Your objective:
Within the listing below, determine how many lines hold the word "bool". Give the number with no commentary.
- - -
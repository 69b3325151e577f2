use super::kind::{DialogKind, DialogNode};
use super::DialogStack;
use crate::models::operation::OperationProgress;
use crate::ui::theme::Theme;
use crate::utils::formatter::format_file_size;
use crate::utils::path_display::truncate_name;
use ratatui::{
    buffer::Buffer,
    layout::Rect,
    style::{Color, Modifier, Style},
    widgets::{Block, Borders, Clear, Gauge, Paragraph, Widget, Wrap},
};
use unicode_width::UnicodeWidthStr;

/// border 안쪽 좌우 여백
const DIALOG_H_PADDING: u16 = 2;
/// border 아래 여백
const DIALOG_V_PADDING: u16 = 1;

/// 스택 전체를 아래에서 위로 그리는 위젯
pub struct DialogView<'a> {
    stack: &'a DialogStack,
    bg_color: Color,
    fg_color: Color,
    border_color: Color,
    error_color: Color,
    title_color: Color,
    button_bg: Color,
    button_fg: Color,
    button_selected_bg: Color,
    button_selected_fg: Color,
    input_bg: Color,
    progress_filled: Color,
    progress_unfilled: Color,
}

impl<'a> DialogView<'a> {
    pub fn new(stack: &'a DialogStack) -> Self {
        Self {
            stack,
            bg_color: Color::Gray,
            fg_color: Color::Black,
            border_color: Color::Black,
            error_color: Color::Red,
            title_color: Color::Blue,
            button_bg: Color::Gray,
            button_fg: Color::Black,
            button_selected_bg: Color::Cyan,
            button_selected_fg: Color::Black,
            input_bg: Color::Cyan,
            progress_filled: Color::Blue,
            progress_unfilled: Color::DarkGray,
        }
    }

    /// 테마 적용
    pub fn theme(mut self, theme: &Theme) -> Self {
        self.bg_color = theme.dialog_bg.to_color();
        self.fg_color = theme.dialog_fg.to_color();
        self.border_color = theme.dialog_border.to_color();
        self.error_color = theme.error.to_color();
        self.title_color = theme.accent.to_color();
        self.button_bg = theme.dialog_bg.to_color();
        self.button_fg = theme.dialog_fg.to_color();
        self.button_selected_bg = theme.button_selected_bg.to_color();
        self.button_selected_fg = theme.button_selected_fg.to_color();
        self.input_bg = theme.panel_bg.to_color();
        self.progress_filled = theme.accent.to_color();
        self.progress_unfilled = theme.panel_inactive_border.to_color();
        self
    }

    /// 화면 중앙 영역. 메시지 줄 수에 맞춰 높이를 정한다.
    fn calculate_area(node: &DialogNode, screen: Rect) -> Rect {
        let sw = screen.width;
        let sh = screen.height;
        let message_lines = node.message.lines().count().max(1) as u16;

        let (width, height) = match node.kind {
            DialogKind::Input => (50u16.min(sw.saturating_sub(4)).max(30), 8u16),
            DialogKind::Progress => (54u16.min(sw.saturating_sub(4)).max(30), 10u16),
            DialogKind::Confirm => {
                let w = if node.responses.len() > 2 { 64u16 } else { 50 };
                (w.min(sw.saturating_sub(4)).max(30), 5 + message_lines)
            }
            DialogKind::ErrorReport | DialogKind::Info => {
                let longest = node.message.lines().map(|l| l.width()).max().unwrap_or(0) as u16;
                let w = (longest + 6).clamp(40, 76);
                (w, 5 + message_lines)
            }
        };

        let width = width.min(sw.saturating_sub(2));
        let height = height.min(sh.saturating_sub(2));
        Rect {
            x: screen.x + sw.saturating_sub(width) / 2,
            y: screen.y + sh.saturating_sub(height) / 2,
            width,
            height,
        }
    }

    fn frame(&self, node: &DialogNode, area: Rect, buf: &mut Buffer) -> Rect {
        Clear.render(area, buf);
        let accent = match node.kind {
            DialogKind::ErrorReport => self.error_color,
            _ => self.border_color,
        };
        let title_color = match node.kind {
            DialogKind::ErrorReport => self.error_color,
            _ => self.title_color,
        };
        Block::default()
            .title(format!(" {} ", node.title))
            .title_style(Style::default().fg(title_color).add_modifier(Modifier::BOLD))
            .borders(Borders::ALL)
            .border_style(Style::default().fg(accent))
            .style(Style::default().bg(self.bg_color).fg(self.fg_color))
            .render(area, buf);

        Rect {
            x: area.x + DIALOG_H_PADDING,
            y: area.y + DIALOG_V_PADDING,
            width: area.width.saturating_sub(DIALOG_H_PADDING * 2),
            height: area.height.saturating_sub(DIALOG_V_PADDING * 2),
        }
    }

    fn render_button(&self, buf: &mut Buffer, x: u16, y: u16, label: &str, selected: bool) -> u16 {
        let (bg, fg) = if selected {
            (self.button_selected_bg, self.button_selected_fg)
        } else {
            (self.button_bg, self.button_fg)
        };
        let text = format!("[ {} ]", label);
        let width = text.width() as u16;
        buf.set_string(x, y, &text, Style::default().fg(fg).bg(bg));
        width
    }

    /// 버튼 줄을 가운데 정렬해서 그린다
    fn render_buttons(&self, node: &DialogNode, inner: Rect, y: u16, buf: &mut Buffer) {
        let total: u16 = node
            .responses
            .iter()
            .map(|r| r.label().width() as u16 + 5)
            .sum::<u16>()
            .saturating_sub(1);
        let mut x = inner.x + inner.width.saturating_sub(total) / 2;
        for (i, response) in node.responses.iter().enumerate() {
            x += self.render_button(buf, x, y, response.label(), i == node.selected) + 1;
        }
    }

    fn render_message_dialog(&self, node: &DialogNode, inner: Rect, buf: &mut Buffer) {
        let text_area = Rect {
            height: inner.height.saturating_sub(2),
            ..inner
        };
        Paragraph::new(node.message.as_str())
            .style(Style::default().fg(self.fg_color).bg(self.bg_color))
            .wrap(Wrap { trim: false })
            .render(text_area, buf);
        let button_y = inner.y + inner.height.saturating_sub(1);
        self.render_buttons(node, inner, button_y, buf);
    }

    fn render_input(&self, node: &DialogNode, inner: Rect, buf: &mut Buffer) {
        let style = Style::default().fg(self.fg_color).bg(self.bg_color);
        buf.set_string(inner.x, inner.y, &node.message, style);

        let field_y = inner.y + 2;
        let field_style = Style::default().fg(self.fg_color).bg(self.input_bg);
        buf.set_string(inner.x, field_y, " ".repeat(inner.width as usize), field_style);

        if let Some(editor) = &node.input {
            let width = inner.width.saturating_sub(2) as usize;
            let (visible, cursor_col) = editor.visible(width);
            buf.set_stringn(inner.x + 1, field_y, visible, width, field_style);

            let cursor_x = inner.x + 1 + cursor_col as u16;
            if let Some(cell) = buf.cell_mut((cursor_x, field_y)) {
                cell.set_style(Style::default().fg(self.input_bg).bg(self.fg_color));
            }
        }

        self.render_buttons(node, inner, inner.y + inner.height.saturating_sub(1), buf);
    }

    fn render_progress(&self, node: &DialogNode, inner: Rect, buf: &mut Buffer) {
        let Some((progress, cancelling)) = node.progress_state() else {
            return;
        };
        let style = Style::default().fg(self.fg_color).bg(self.bg_color);
        let current = truncate_name(&progress.current, inner.width as usize);
        buf.set_string(inner.x, inner.y, current, style);

        let percent = progress.percentage();
        Gauge::default()
            .ratio(f64::from(percent) / 100.0)
            .gauge_style(
                Style::default()
                    .fg(self.progress_filled)
                    .bg(self.progress_unfilled),
            )
            .label(format!("{}%", percent))
            .render(
                Rect {
                    x: inner.x,
                    y: inner.y + 2,
                    width: inner.width,
                    height: 1,
                },
                buf,
            );

        buf.set_string(inner.x, inner.y + 4, progress_counts(progress), style);

        let hint = if cancelling {
            "Cancelling after the current item..."
        } else {
            "Esc: cancel   b: background"
        };
        buf.set_string(
            inner.x,
            inner.y + inner.height.saturating_sub(1),
            hint,
            style.add_modifier(Modifier::DIM),
        );
    }
}

/// "2 / 5 items, 1.0 MB / 3.0 MB"
fn progress_counts(progress: &OperationProgress) -> String {
    let items = format!("{} / {} items", progress.items_done, progress.total_items);
    if progress.total_bytes == 0 {
        return items;
    }
    format!(
        "{}, {} / {}",
        items,
        format_file_size(progress.bytes_done),
        format_file_size(progress.total_bytes)
    )
}

impl Widget for DialogView<'_> {
    fn render(self, area: Rect, buf: &mut Buffer) {
        for node in self.stack.iter() {
            let dialog_area = Self::calculate_area(node, area);
            if dialog_area.width < 6 || dialog_area.height < 4 {
                continue;
            }
            let inner = self.frame(node, dialog_area, buf);
            match node.kind {
                DialogKind::Progress => self.render_progress(node, inner, buf),
                DialogKind::Input => self.render_input(node, inner, buf),
                DialogKind::Confirm | DialogKind::ErrorReport | DialogKind::Info => {
                    self.render_message_dialog(node, inner, buf)
                }
            }
        }
    }
}

#[cfg(test)]
mod tests {
    use super::*;
    use crate::models::operation::Verb;
    use crate::ui::components::buffer_text;
    use std::path::PathBuf;

    fn render(stack: &DialogStack) -> String {
        let area = Rect::new(0, 0, 80, 24);
        let mut buf = Buffer::empty(area);
        DialogView::new(stack).render(area, &mut buf);
        buffer_text(&buf)
    }

    #[test]
    fn test_confirm_dialog_shows_message_and_buttons() {
        let mut stack = DialogStack::new();
        stack.push(DialogNode::confirm_quit(0));
        let text = render(&stack);
        assert!(text.contains(" Quit "));
        assert!(text.contains("Do you really want to quit?"));
        assert!(text.contains("[ Yes ] [ No ]"));
    }

    #[test]
    fn test_topmost_dialog_drawn_last() {
        let mut stack = DialogStack::new();
        stack.push(DialogNode::progress(1, Verb::Copy, 4));
        stack.push(DialogNode::error_report("Copy failed", "[NotFound] /x: gone"));
        let text = render(&stack);
        assert!(text.contains("[NotFound] /x: gone"));
        assert!(text.contains("[ OK ]"));
    }

    #[test]
    fn test_progress_dialog() {
        let mut stack = DialogStack::new();
        stack.push(DialogNode::progress(3, Verb::Copy, 4));
        let mut progress = OperationProgress::new(Verb::Copy, 4, 2048);
        progress.current = "big.iso".to_string();
        progress.items_done = 1;
        progress.bytes_done = 1024;
        stack.update_progress(3, progress);

        let text = render(&stack);
        assert!(text.contains("big.iso"));
        assert!(text.contains("50%"));
        assert!(text.contains("1 / 4 items, 1.0 KB / 2.0 KB"));
        assert!(text.contains("Esc: cancel"));
    }

    #[test]
    fn test_input_dialog() {
        let mut stack = DialogStack::new();
        stack.push(DialogNode::mkdir(PathBuf::from("/work")));
        let text = render(&stack);
        assert!(text.contains("Create directory in /work:"));
        assert!(text.contains("[ OK ] [ Cancel ]"));
    }

    #[test]
    fn test_progress_counts_without_bytes() {
        let progress = OperationProgress::new(Verb::Delete, 3, 0);
        assert_eq!(progress_counts(&progress), "0 / 3 items");
    }
}
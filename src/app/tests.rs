use super::*;
use crate::system::{LocalFileSystem, ProcessLauncher};
use crate::ui::components::{buffer_text, DialogKind};
use crate::utils::error::TwinError;
use ratatui::{backend::TestBackend, Terminal};
use std::cell::RefCell;
use std::fs;
use tempfile::TempDir;

struct Fixture {
    _temp: TempDir,
    src: PathBuf,
    dst: PathBuf,
}

fn fixture() -> Fixture {
    let temp = TempDir::new().unwrap();
    let src = temp.path().join("src");
    let dst = temp.path().join("dst");
    fs::create_dir(&src).unwrap();
    fs::create_dir(&dst).unwrap();
    fs::write(src.join("a.txt"), "alpha").unwrap();
    fs::write(src.join("b.txt"), "beta").unwrap();
    Fixture {
        _temp: temp,
        src,
        dst,
    }
}

fn make_app(fx: &Fixture, config: Config) -> App {
    App::new(
        Arc::new(LocalFileSystem),
        config,
        Theme::default(),
        &fx.src,
        &fx.dst,
        Handle::current(),
    )
    .unwrap()
}

fn press(app: &mut App, code: KeyCode) {
    app.handle_key(KeyEvent::new(code, KeyModifiers::NONE));
}

/// ".." 행에서 첫 엔트리로 내려간다
fn step_past_parent(app: &mut App) {
    assert!(app.panels.active().is_parent_row());
    press(app, KeyCode::Down);
}

fn type_text(app: &mut App, text: &str) {
    for c in text.chars() {
        press(app, KeyCode::Char(c));
    }
}

fn names(app: &App, side: Side) -> Vec<String> {
    app.panels
        .panel(side)
        .entries()
        .iter()
        .map(|e| e.name.clone())
        .collect()
}

/// 엔진 이벤트를 수거하면서 조건을 기다린다
async fn wait_until<F>(app: &mut App, cond: F)
where
    F: Fn(&App) -> bool,
{
    for _ in 0..500 {
        app.drain_events();
        if cond(app) {
            return;
        }
        tokio::time::sleep(Duration::from_millis(10)).await;
    }
    panic!("condition not reached");
}

fn finished_with(prefix: &'static str) -> impl Fn(&App) -> bool {
    move |app: &App| app.status().is_some_and(|s| s.starts_with(prefix))
}

/// 호출을 기록하고 정해진 결과를 돌려주는 실행기
struct RecordingLauncher {
    calls: RefCell<Vec<(String, Vec<String>, PathBuf)>>,
    exit_code: Option<i32>,
}

impl RecordingLauncher {
    fn exiting(code: i32) -> Self {
        Self {
            calls: RefCell::new(Vec::new()),
            exit_code: Some(code),
        }
    }

    fn failing() -> Self {
        Self {
            calls: RefCell::new(Vec::new()),
            exit_code: None,
        }
    }
}

impl ProcessLauncher for RecordingLauncher {
    fn launch(&self, program: &str, args: &[String], cwd: &Path) -> Result<i32> {
        self.calls
            .borrow_mut()
            .push((program.to_string(), args.to_vec(), cwd.to_path_buf()));
        self.exit_code.ok_or_else(|| TwinError::Launch {
            command: program.to_string(),
            reason: "not found".to_string(),
        })
    }
}

#[tokio::test(flavor = "multi_thread")]
async fn test_copy_with_confirmation_refreshes_destination_panel() {
    let fx = fixture();
    let mut app = make_app(&fx, Config::default());
    step_past_parent(&mut app);

    press(&mut app, KeyCode::F(5));
    let top = app.dialogs.top().unwrap();
    assert_eq!(top.kind, DialogKind::Confirm);
    assert_eq!(top.title, "Copy");

    press(&mut app, KeyCode::Char('y'));
    assert_eq!(app.dialogs.top().unwrap().kind, DialogKind::Progress);

    wait_until(&mut app, finished_with("Copy completed")).await;
    assert!(app.dialogs.is_empty());
    assert_eq!(fs::read_to_string(fx.dst.join("a.txt")).unwrap(), "alpha");
    assert_eq!(names(&app, Side::Right), vec!["a.txt"]);
}

#[tokio::test(flavor = "multi_thread")]
async fn test_declined_confirmation_submits_nothing() {
    let fx = fixture();
    let mut app = make_app(&fx, Config::default());
    step_past_parent(&mut app);

    press(&mut app, KeyCode::F(5));
    press(&mut app, KeyCode::Char('n'));
    assert!(app.dialogs.is_empty());
    assert_eq!(app.running_operations(), 0);
    assert!(!fx.dst.join("a.txt").exists());
}

#[tokio::test(flavor = "multi_thread")]
async fn test_conflict_prompt_overwrite() {
    let fx = fixture();
    fs::write(fx.dst.join("a.txt"), "old").unwrap();
    let config = Config {
        confirm_copy: false,
        ..Config::default()
    };
    let mut app = make_app(&fx, config);
    step_past_parent(&mut app);

    press(&mut app, KeyCode::F(5));
    wait_until(&mut app, |app| {
        app.dialogs.top().is_some_and(|d| d.title == "File exists")
    })
    .await;

    press(&mut app, KeyCode::Char('o'));
    assert_eq!(app.dialogs.top().unwrap().title, "File exists");
    press(&mut app, KeyCode::Enter);
    wait_until(&mut app, finished_with("Copy completed")).await;
    assert_eq!(fs::read_to_string(fx.dst.join("a.txt")).unwrap(), "alpha");
}

#[tokio::test(flavor = "multi_thread")]
async fn test_delete_marked_files_refreshes_source_only() {
    let fx = fixture();
    let mut app = make_app(&fx, Config::default());
    step_past_parent(&mut app);

    press(&mut app, KeyCode::Insert);
    press(&mut app, KeyCode::Insert);
    assert_eq!(app.panels.active().marked_count(), 2);

    press(&mut app, KeyCode::F(8));
    press(&mut app, KeyCode::Enter);
    wait_until(&mut app, finished_with("Delete completed")).await;

    assert!(names(&app, Side::Left).is_empty());
    assert!(!fx.src.join("a.txt").exists());
    assert!(!fx.src.join("b.txt").exists());
}

#[tokio::test(flavor = "multi_thread")]
async fn test_parent_row_ascends_and_blocks_operations() {
    let fx = fixture();
    let mut app = make_app(&fx, Config::default());

    press(&mut app, KeyCode::F(5));
    press(&mut app, KeyCode::F(8));
    assert!(app.dialogs.is_empty());
    assert_eq!(app.running_operations(), 0);

    press(&mut app, KeyCode::Enter);
    let parent = fx.src.parent().unwrap();
    assert_eq!(app.active_path(), parent);
    assert_eq!(app.panels.active().current().unwrap().name, "src");
}

#[tokio::test(flavor = "multi_thread")]
async fn test_mkdir_through_input_dialog() {
    let fx = fixture();
    let mut app = make_app(&fx, Config::default());

    press(&mut app, KeyCode::F(7));
    assert_eq!(app.dialogs.top().unwrap().kind, DialogKind::Input);
    type_text(&mut app, "newdir");
    press(&mut app, KeyCode::Enter);

    wait_until(&mut app, finished_with("Mkdir completed")).await;
    assert!(fx.src.join("newdir").is_dir());
    assert_eq!(names(&app, Side::Left)[0], "newdir");
}

#[tokio::test(flavor = "multi_thread")]
async fn test_mkdir_rejects_path_separator() {
    let fx = fixture();
    let mut app = make_app(&fx, Config::default());

    press(&mut app, KeyCode::F(7));
    type_text(&mut app, "a/b");
    press(&mut app, KeyCode::Enter);

    assert_eq!(app.dialogs.top().unwrap().kind, DialogKind::ErrorReport);
    assert_eq!(app.running_operations(), 0);
}

#[tokio::test(flavor = "multi_thread")]
async fn test_escape_digit_acts_as_function_key() {
    let fx = fixture();
    let mut app = make_app(&fx, Config::default());
    step_past_parent(&mut app);

    press(&mut app, KeyCode::Esc);
    assert!(app.is_escape_pending());
    press(&mut app, KeyCode::Char('5'));
    assert_eq!(app.dialogs.top().unwrap().title, "Copy");
    assert!(app.command_line.is_empty());
}

#[tokio::test(flavor = "multi_thread")]
async fn test_expired_escape_types_digit() {
    let fx = fixture();
    let mut app = make_app(&fx, Config::default());

    app.pending_escape = Instant::now().checked_sub(Duration::from_secs(1));
    press(&mut app, KeyCode::Char('5'));
    assert!(app.dialogs.is_empty());
    assert_eq!(app.command_line.editor().value(), "5");
}

#[tokio::test(flavor = "multi_thread")]
async fn test_command_line_cd_navigates_active_panel() {
    let fx = fixture();
    let mut app = make_app(&fx, Config::default());

    type_text(&mut app, "cd ../dst");
    press(&mut app, KeyCode::Enter);
    assert_eq!(app.active_path(), fx.dst.as_path());
    assert!(app.pending_launch().is_none());

    type_text(&mut app, "cd missing");
    press(&mut app, KeyCode::Enter);
    assert_eq!(app.dialogs.top().unwrap().kind, DialogKind::ErrorReport);
    assert_eq!(app.active_path(), fx.dst.as_path());
}

#[tokio::test(flavor = "multi_thread")]
async fn test_command_line_runs_shell_and_reports_status() {
    let fx = fixture();
    let mut app = make_app(&fx, Config::default());

    type_text(&mut app, "make test");
    press(&mut app, KeyCode::Enter);
    let request = app.pending_launch().cloned().unwrap();
    assert_eq!(request.args, vec!["-c", "make test"]);
    assert_eq!(request.cwd, fx.src);
    assert!(request.pause_after);

    // 셸이 만든 파일은 복귀 후 다시 읽을 때 보인다
    fs::write(fx.src.join("made.txt"), "").unwrap();
    let launcher = RecordingLauncher::exiting(3);
    assert!(app.run_pending_launch(&launcher));
    assert!(!app.run_pending_launch(&launcher));

    assert_eq!(launcher.calls.borrow().len(), 1);
    assert_eq!(app.status(), Some("Exit status 3"));
    assert!(names(&app, Side::Left).contains(&"made.txt".to_string()));
}

#[tokio::test(flavor = "multi_thread")]
async fn test_view_uses_configured_pager() {
    let fx = fixture();
    let config = Config {
        pager: Some("mypager -R".to_string()),
        ..Config::default()
    };
    let mut app = make_app(&fx, config);
    step_past_parent(&mut app);

    press(&mut app, KeyCode::F(3));
    let request = app.pending_launch().cloned().unwrap();
    assert_eq!(request.program, "mypager");
    assert_eq!(
        request.args,
        vec!["-R".to_string(), fx.src.join("a.txt").to_string_lossy().into_owned()]
    );
    assert!(!request.pause_after);

    let launcher = RecordingLauncher::exiting(0);
    app.run_pending_launch(&launcher);
    assert_eq!(app.status(), None);
}

#[tokio::test(flavor = "multi_thread")]
async fn test_launch_failure_shows_error() {
    let fx = fixture();
    let mut app = make_app(&fx, Config::default());
    step_past_parent(&mut app);

    press(&mut app, KeyCode::F(4));
    app.run_pending_launch(&RecordingLauncher::failing());
    let top = app.dialogs.top().unwrap();
    assert_eq!(top.kind, DialogKind::ErrorReport);
    assert!(top.message.contains("not found"));
}

#[tokio::test(flavor = "multi_thread")]
async fn test_quit_confirmation() {
    let fx = fixture();
    let mut app = make_app(&fx, Config::default());

    press(&mut app, KeyCode::F(10));
    assert_eq!(app.dialogs.top().unwrap().title, "Quit");
    press(&mut app, KeyCode::Esc);
    assert!(!app.should_quit());

    press(&mut app, KeyCode::F(10));
    press(&mut app, KeyCode::Char('y'));
    assert!(app.should_quit());
}

#[tokio::test(flavor = "multi_thread")]
async fn test_quit_without_confirmation() {
    let fx = fixture();
    let config = Config {
        confirm_quit: false,
        ..Config::default()
    };
    let mut app = make_app(&fx, config);
    press(&mut app, KeyCode::F(10));
    assert!(app.should_quit());
}

#[tokio::test(flavor = "multi_thread")]
async fn test_help_dialog() {
    let fx = fixture();
    let mut app = make_app(&fx, Config::default());

    press(&mut app, KeyCode::F(1));
    let top = app.dialogs.top().unwrap();
    assert_eq!(top.kind, DialogKind::Info);
    assert!(top.message.contains("Copy to other panel"));

    press(&mut app, KeyCode::Enter);
    assert!(app.dialogs.is_empty());
}

#[tokio::test(flavor = "multi_thread")]
async fn test_render_main_screen() {
    let fx = fixture();
    let mut app = make_app(&fx, Config::default());
    type_text(&mut app, "ls");

    let mut terminal = Terminal::new(TestBackend::new(100, 30)).unwrap();
    terminal.draw(|f| app.render(f)).unwrap();
    let text = buffer_text(terminal.backend().buffer());

    assert!(text.contains(" twincmd"));
    assert!(text.contains("a.txt"));
    assert!(text.contains("$ ls"));
    assert!(text.contains("F5 Copy"));
}

#[tokio::test(flavor = "multi_thread")]
async fn test_render_too_small() {
    let fx = fixture();
    let mut app = make_app(&fx, Config::default());

    let mut terminal = Terminal::new(TestBackend::new(30, 10)).unwrap();
    terminal.draw(|f| app.render(f)).unwrap();
    let text = buffer_text(terminal.backend().buffer());
    assert!(text.contains("Terminal too small"));
}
- - -
Result of this exercise:
3